DATA:
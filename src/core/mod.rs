//! Core business logic module
//!
//! This module contains the ledger's moving parts:
//! - `ledger_store` - Account rows, identity uniqueness and the
//!   append-only ledger log
//! - `engine` - The single balance mutator
//! - `loans` - Loan lifecycle and EMI collection
//! - `investments` - Investment positions and their transaction log
//! - `verification` - Phone-verification challenges

pub mod engine;
pub mod investments;
pub mod ledger_store;
pub mod loans;
pub mod verification;

pub use engine::TransferEngine;
pub use investments::InvestmentBook;
pub use ledger_store::LedgerStore;
pub use loans::{LoanBook, LoanRecord};
pub use verification::{CodeDelivery, PhoneVerifier, SmsGateway};
//! Ledger entry types
//!
//! A [`LedgerEntry`] is one append-only row in the ledger log. Every
//! balance change produces at least one; a transfer produces two, one
//! per side, each carrying the balance of its own `ledger_account`
//! after the operation.

use crate::types::account::AccountId;
use chrono::{DateTime, Utc};
use rust_decimal::Decimal;
use serde::{Deserialize, Serialize};
use std::fmt;
use uuid::Uuid;

/// What kind of movement a ledger entry records
#[derive(Debug, Clone, Copy, PartialEq, Eq, Serialize, Deserialize)]
pub enum EntryType {
    /// Money entering the ledger from outside
    Deposit,
    /// Money moving between two accounts inside the ledger
    Transfer,
    /// Money leaving the ledger
    Withdrawal,
}

impl fmt::Display for EntryType {
    fn fmt(&self, f: &mut fmt::Formatter<'_>) -> fmt::Result {
        match self {
            EntryType::Deposit => write!(f, "deposit"),
            EntryType::Transfer => write!(f, "transfer"),
            EntryType::Withdrawal => write!(f, "withdrawal"),
        }
    }
}

/// Outcome recorded on a ledger entry
#[derive(Debug, Clone, Copy, PartialEq, Eq, Serialize, Deserialize)]
pub enum EntryStatus {
    Success,
    Failed,
    Pending,
}

/// One immutable row of the ledger log
#[derive(Debug, Clone, PartialEq, Serialize, Deserialize)]
pub struct LedgerEntry {
    /// Row id
    pub id: Uuid,

    /// Caller-supplied operation reference, unique across the log when
    /// present; both legs of a transfer share one reference
    pub reference: Option<String>,

    /// Debited account, `None` for deposits
    pub from_account: Option<AccountId>,

    /// Credited account, `None` for withdrawals
    pub to_account: Option<AccountId>,

    /// Amount moved, positive and rounded to 2 decimal places
    pub amount: Decimal,

    pub entry_type: EntryType,

    pub status: EntryStatus,

    /// Free-form description shown on statements
    pub description: String,

    /// Balance of `ledger_account` immediately after this entry
    pub balance_after: Decimal,

    /// Which side of the operation this row belongs to
    pub ledger_account: AccountId,

    pub timestamp: DateTime<Utc>,
}

impl LedgerEntry {
    /// True when this entry credited its `ledger_account`
    pub fn is_credit(&self) -> bool {
        self.to_account == Some(self.ledger_account)
    }
}

/// Read-only projection of one account's ledger rows over a date range
#[derive(Debug, Clone, PartialEq)]
pub struct Statement {
    pub account: AccountId,
    pub account_number: String,
    pub holder_name: String,
    /// Rows in chronological order
    pub entries: Vec<LedgerEntry>,
    pub total_credits: Decimal,
    pub total_debits: Decimal,
    /// Balance of the account when the statement was produced
    pub closing_balance: Decimal,
}
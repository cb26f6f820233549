//! Statement export in CSV format
//!
//! Renders a [`Statement`] with columns:
//! timestamp, type, description, reference, debit, credit, balance.

use crate::types::entry::Statement;
use crate::types::error::LedgerError;
use std::io::Write;

/// Write a statement to CSV
///
/// Rows come out in the order the statement carries them (commit
/// order). Amounts are printed with 2 decimal places.
pub fn write_statement_csv(
    statement: &Statement,
    output: &mut dyn Write,
) -> Result<(), LedgerError> {
    use csv::Writer;

    let mut writer = Writer::from_writer(output);
    writer.write_record([
        "timestamp",
        "type",
        "description",
        "reference",
        "debit",
        "credit",
        "balance",
    ])?;

    for entry in &statement.entries {
        let (debit, credit) = if entry.is_credit() {
            (String::new(), format!("{:.2}", entry.amount))
        } else {
            (format!("{:.2}", entry.amount), String::new())
        };
        writer.write_record(&[
            entry.timestamp.to_rfc3339(),
            entry.entry_type.to_string(),
            entry.description.clone(),
            entry.reference.clone().unwrap_or_default(),
            debit,
            credit,
            format!("{:.2}", entry.balance_after),
        ])?;
    }

    writer.flush()?;
    Ok(())
}
use std::net::SocketAddr;

use axum::{
    Extension, RequestPartsExt,
    extract::{ConnectInfo, FromRequestParts},
    http::{StatusCode, request::Parts},
};
use axum_extra::{
    TypedHeader,
    extract::CookieJar,
    headers::{Authorization, UserAgent, authorization::Bearer},
};
use wicket::{Session, SessionToken, User};

use crate::{error::ApiError, types::ConnectionInfo};

impl<S> FromRequestParts<S> for ConnectionInfo
where
    S: Send + Sync,
{
    type Rejection = (StatusCode, &'static str);

    async fn from_request_parts(parts: &mut Parts, _state: &S) -> Result<Self, Self::Rejection> {
        let user_agent = parts
            .extract::<Option<TypedHeader<UserAgent>>>()
            .await
            .map_err(|_| (StatusCode::BAD_REQUEST, "Invalid user agent header"))?
            .map(|ua| ua.to_string());

        let ip = parts
            .extract::<ConnectInfo<SocketAddr>>()
            .await
            .ok()
            .map(|addr| addr.ip().to_string());

        Ok(ConnectionInfo { ip, user_agent })
    }
}

/// The user behind the request's session. Only available behind
/// [`require_auth`](crate::require_auth).
pub struct AuthUser(pub User);

impl<S> FromRequestParts<S> for AuthUser
where
    S: Send + Sync,
{
    type Rejection = ApiError;

    async fn from_request_parts(parts: &mut Parts, _state: &S) -> Result<Self, Self::Rejection> {
        let Extension(user): Extension<User> =
            parts.extract().await.map_err(|_| ApiError::Unauthorized)?;

        Ok(AuthUser(user))
    }
}

/// The session the request authenticated with
pub struct AuthSession(pub Session);

impl<S> FromRequestParts<S> for AuthSession
where
    S: Send + Sync,
{
    type Rejection = ApiError;

    async fn from_request_parts(parts: &mut Parts, _state: &S) -> Result<Self, Self::Rejection> {
        let Extension(session): Extension<Session> =
            parts.extract().await.map_err(|_| ApiError::Unauthorized)?;

        Ok(AuthSession(session))
    }
}

/// Session token from `Authorization: Bearer`, falling back to the session
/// cookie
pub struct SessionTokenFromRequest(pub Option<SessionToken>);

impl<S> FromRequestParts<S> for SessionTokenFromRequest
where
    S: Send + Sync,
{
    type Rejection = (StatusCode, &'static str);

    async fn from_request_parts(parts: &mut Parts, _state: &S) -> Result<Self, Self::Rejection> {
        if let Ok(TypedHeader(Authorization(bearer))) =
            parts.extract::<TypedHeader<Authorization<Bearer>>>().await
        {
            return Ok(SessionTokenFromRequest(Some(SessionToken::new(
                bearer.token(),
            ))));
        }

        let jar = parts
            .extract::<CookieJar>()
            .await
            .map_err(|_| (StatusCode::BAD_REQUEST, "Invalid cookie header"))?;
        let cookie_name = parts
            .extensions
            .get::<crate::CookieConfig>()
            .map_or("session_id", |config| config.name.as_str());

        let session_token = jar
            .get(cookie_name)
            .map(|cookie| SessionToken::new(cookie.value()));

        Ok(SessionTokenFromRequest(session_token))
    }
}
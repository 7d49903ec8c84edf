//! # Wicket Axum Integration
//!
//! Axum routes and middleware for a [`Wicket`] instance.
//!
//! | Route                                   | Auth | Purpose                         |
//! | --------------------------------------- | ---- | ------------------------------- |
//! | `GET /health`                           | no   | Storage health                  |
//! | `POST /authentication/login`            | no   | Throttled email/password login  |
//! | `POST /authentication/logout`           | yes  | Revoke the current session      |
//! | `GET, POST /users`                      | yes  | Paginated listing, registration |
//! | `GET, PUT, DELETE /users/{id}`          | yes  | User administration             |
//! | `POST /users/{id}/change-password`      | yes  | Change own password             |
//! | `GET /marketplace`                      | yes  | Products, optional `search`     |
//! | `POST /marketplace/product`             | yes  | List a product                  |
//! | `GET /marketplace/{id}`                 | yes  | Product detail                  |
//! | `PUT /marketplace/{id}/update-product`  | yes  | Update price, stock, description|
//! | `DELETE /marketplace/{id}/delete-product` | yes | Remove a product              |
//!
//! Authenticated routes take `Authorization: Bearer <token>` or the session
//! cookie set by login. Errors are JSON: `{"error": "...", "code": 403}`.
//!
//! ## Example Usage
//!
//! ```rust,no_run
//! use std::sync::Arc;
//! use wicket::WicketBuilder;
//! use wicket_axum::CookieConfig;
//!
//! #[tokio::main]
//! async fn main() -> Result<(), Box<dyn std::error::Error>> {
//!     let wicket = Arc::new(WicketBuilder::new().with_memory_storage().build().await?);
//!
//!     let app = wicket_axum::routes(wicket)
//!         .with_cookie_config(CookieConfig::development())
//!         .build();
//!
//!     let listener = tokio::net::TcpListener::bind("0.0.0.0:3000").await?;
//!     axum::serve(listener, app).await?;
//!     Ok(())
//! }
//! ```

mod error;
mod extractors;
mod middleware;
mod routes;
mod types;

pub use error::{ApiError, Result};
pub use extractors::{AuthSession, AuthUser, SessionTokenFromRequest};
pub use middleware::{AppState, require_auth};
pub use routes::create_router;
pub use types::{
    ChangePasswordRequest, ConnectionInfo, CookieConfig, CookieSameSite, CreateUserRequest,
    HealthResponse, LoginRequest, MessageResponse, ProductSearch, UpdateUserRequest,
};

use axum::Router;
use std::sync::Arc;
use wicket::Wicket;
use wicket_core::RepositoryProvider;

/// Create the wicket routes for your Axum application.
pub fn routes<R>(wicket: Arc<Wicket<R>>) -> RouterBuilder<R>
where
    R: RepositoryProvider + 'static,
{
    RouterBuilder {
        wicket,
        cookie_config: CookieConfig::default(),
    }
}

/// Builder for configuring the wicket routes
pub struct RouterBuilder<R: RepositoryProvider> {
    wicket: Arc<Wicket<R>>,
    cookie_config: CookieConfig,
}

impl<R: RepositoryProvider + 'static> RouterBuilder<R> {
    /// Set custom cookie configuration
    pub fn with_cookie_config(mut self, config: CookieConfig) -> Self {
        self.cookie_config = config;
        self
    }

    /// Build the router with the configured options
    pub fn build(self) -> Router {
        create_router(self.wicket, self.cookie_config)
    }
}

impl<R: RepositoryProvider + 'static> From<RouterBuilder<R>> for Router {
    fn from(builder: RouterBuilder<R>) -> Self {
        builder.build()
    }
}
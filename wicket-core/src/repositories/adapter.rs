//! Adapters exposing one repository of a [`RepositoryProvider`] as a
//! standalone `Arc`-able repository, so services can be generic over a single
//! repository trait.

use crate::{
    Error, Product, ProductId, Session, User, UserId,
    repositories::{
        PasswordRepository, ProductRepository, RepositoryProvider, SessionRepository,
        UserRepository,
    },
    session::SessionToken,
    user::NewUser,
};
use async_trait::async_trait;
use std::sync::Arc;

pub struct UserRepositoryAdapter<R: RepositoryProvider> {
    provider: Arc<R>,
}

impl<R: RepositoryProvider> UserRepositoryAdapter<R> {
    pub fn new(provider: Arc<R>) -> Self {
        Self { provider }
    }
}

#[async_trait]
impl<R: RepositoryProvider> UserRepository for UserRepositoryAdapter<R> {
    async fn create(&self, user: NewUser) -> Result<User, Error> {
        self.provider.user().create(user).await
    }

    async fn find_by_id(&self, id: &UserId) -> Result<Option<User>, Error> {
        self.provider.user().find_by_id(id).await
    }

    async fn find_by_email(&self, email: &str) -> Result<Option<User>, Error> {
        self.provider.user().find_by_email(email).await
    }

    async fn list(&self) -> Result<Vec<User>, Error> {
        self.provider.user().list().await
    }

    async fn update(&self, user: &User) -> Result<User, Error> {
        self.provider.user().update(user).await
    }

    async fn delete(&self, id: &UserId) -> Result<(), Error> {
        self.provider.user().delete(id).await
    }
}

pub struct PasswordRepositoryAdapter<R: RepositoryProvider> {
    provider: Arc<R>,
}

impl<R: RepositoryProvider> PasswordRepositoryAdapter<R> {
    pub fn new(provider: Arc<R>) -> Self {
        Self { provider }
    }
}

#[async_trait]
impl<R: RepositoryProvider> PasswordRepository for PasswordRepositoryAdapter<R> {
    async fn set_password_hash(&self, user_id: &UserId, hash: &str) -> Result<(), Error> {
        self.provider
            .password()
            .set_password_hash(user_id, hash)
            .await
    }

    async fn get_password_hash(&self, user_id: &UserId) -> Result<Option<String>, Error> {
        self.provider.password().get_password_hash(user_id).await
    }

    async fn remove_password_hash(&self, user_id: &UserId) -> Result<(), Error> {
        self.provider.password().remove_password_hash(user_id).await
    }
}

pub struct ProductRepositoryAdapter<R: RepositoryProvider> {
    provider: Arc<R>,
}

impl<R: RepositoryProvider> ProductRepositoryAdapter<R> {
    pub fn new(provider: Arc<R>) -> Self {
        Self { provider }
    }
}

#[async_trait]
impl<R: RepositoryProvider> ProductRepository for ProductRepositoryAdapter<R> {
    async fn create(&self, product: Product) -> Result<Product, Error> {
        self.provider.product().create(product).await
    }

    async fn find_by_id(&self, id: &ProductId) -> Result<Option<Product>, Error> {
        self.provider.product().find_by_id(id).await
    }

    async fn find_by_name(&self, name: &str) -> Result<Option<Product>, Error> {
        self.provider.product().find_by_name(name).await
    }

    async fn list(&self) -> Result<Vec<Product>, Error> {
        self.provider.product().list().await
    }

    async fn update(&self, product: &Product) -> Result<Product, Error> {
        self.provider.product().update(product).await
    }

    async fn delete(&self, id: &ProductId) -> Result<(), Error> {
        self.provider.product().delete(id).await
    }
}

pub struct SessionRepositoryAdapter<R: RepositoryProvider> {
    provider: Arc<R>,
}

impl<R: RepositoryProvider> SessionRepositoryAdapter<R> {
    pub fn new(provider: Arc<R>) -> Self {
        Self { provider }
    }
}

#[async_trait]
impl<R: RepositoryProvider> SessionRepository for SessionRepositoryAdapter<R> {
    async fn create(&self, session: Session) -> Result<Session, Error> {
        self.provider.session().create(session).await
    }

    async fn find_by_token(&self, token: &SessionToken) -> Result<Option<Session>, Error> {
        self.provider.session().find_by_token(token).await
    }

    async fn delete(&self, token: &SessionToken) -> Result<(), Error> {
        self.provider.session().delete(token).await
    }

    async fn delete_by_user_id(&self, user_id: &UserId) -> Result<(), Error> {
        self.provider.session().delete_by_user_id(user_id).await
    }

    async fn cleanup_expired(&self) -> Result<(), Error> {
        self.provider.session().cleanup_expired().await
    }
}
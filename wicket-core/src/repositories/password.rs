use crate::{Error, UserId};
use async_trait::async_trait;

/// Password hashes, stored apart from the user record
#[async_trait]
pub trait PasswordRepository: Send + Sync + 'static {
    async fn set_password_hash(&self, user_id: &UserId, hash: &str) -> Result<(), Error>;

    async fn get_password_hash(&self, user_id: &UserId) -> Result<Option<String>, Error>;

    async fn remove_password_hash(&self, user_id: &UserId) -> Result<(), Error>;
}
//! Stateful sessions keyed by random opaque tokens
//!
//! The provider mints the token; the [`SessionRepository`] decides how it is
//! persisted. The in-memory repository only keeps a SHA256 digest of it.

use std::sync::Arc;

use async_trait::async_trait;
use chrono::{Duration, Utc};

use crate::{
    Error, Session, SessionToken, UserId, error::SessionError,
    repositories::SessionRepository,
};

use super::provider::SessionProvider;

pub struct OpaqueSessionProvider<R: SessionRepository> {
    repository: Arc<R>,
}

impl<R: SessionRepository> OpaqueSessionProvider<R> {
    pub fn new(repository: Arc<R>) -> Self {
        Self { repository }
    }
}

#[async_trait]
impl<R: SessionRepository> SessionProvider for OpaqueSessionProvider<R> {
    async fn create_session(
        &self,
        user_id: &UserId,
        user_agent: Option<String>,
        ip_address: Option<String>,
        duration: Duration,
    ) -> Result<Session, Error> {
        let now = Utc::now();
        let session = Session::builder()
            .token(SessionToken::new_random())
            .user_id(user_id.clone())
            .user_agent(user_agent)
            .ip_address(ip_address)
            .created_at(now)
            .expires_at(now + duration)
            .build()?;

        self.repository.create(session).await
    }

    async fn get_session(&self, token: &SessionToken) -> Result<Session, Error> {
        let session = self
            .repository
            .find_by_token(token)
            .await?
            .ok_or(SessionError::NotFound)?;

        if session.is_expired() {
            tracing::debug!(user_id = %session.user_id, "Dropping expired session");
            self.repository.delete(token).await?;
            return Err(SessionError::Expired.into());
        }

        Ok(session)
    }

    async fn delete_session(&self, token: &SessionToken) -> Result<(), Error> {
        self.repository.delete(token).await
    }

    async fn delete_sessions_for_user(&self, user_id: &UserId) -> Result<(), Error> {
        self.repository.delete_by_user_id(user_id).await
    }

    async fn cleanup_expired_sessions(&self) -> Result<(), Error> {
        self.repository.cleanup_expired().await
    }
}
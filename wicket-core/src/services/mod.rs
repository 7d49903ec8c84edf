//! Service layer
//!
//! Services hold business rules and talk to storage only through the traits
//! in [`crate::repositories`].

pub mod login;
pub mod marketplace;
pub mod throttle;
pub mod user;
pub mod verifier;

pub use login::LoginService;
pub use marketplace::MarketplaceService;
pub use throttle::{AttemptRecord, AttemptThrottle, ThrottleConfig};
pub use user::UserService;
pub use verifier::{ClientInfo, CredentialVerifier, LoginVerdict};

WHAT NEEDS TO BE DONE:
Write only the number of lines in the data above that include "Serialize".

ANSWER TO THE EXERCISE:
4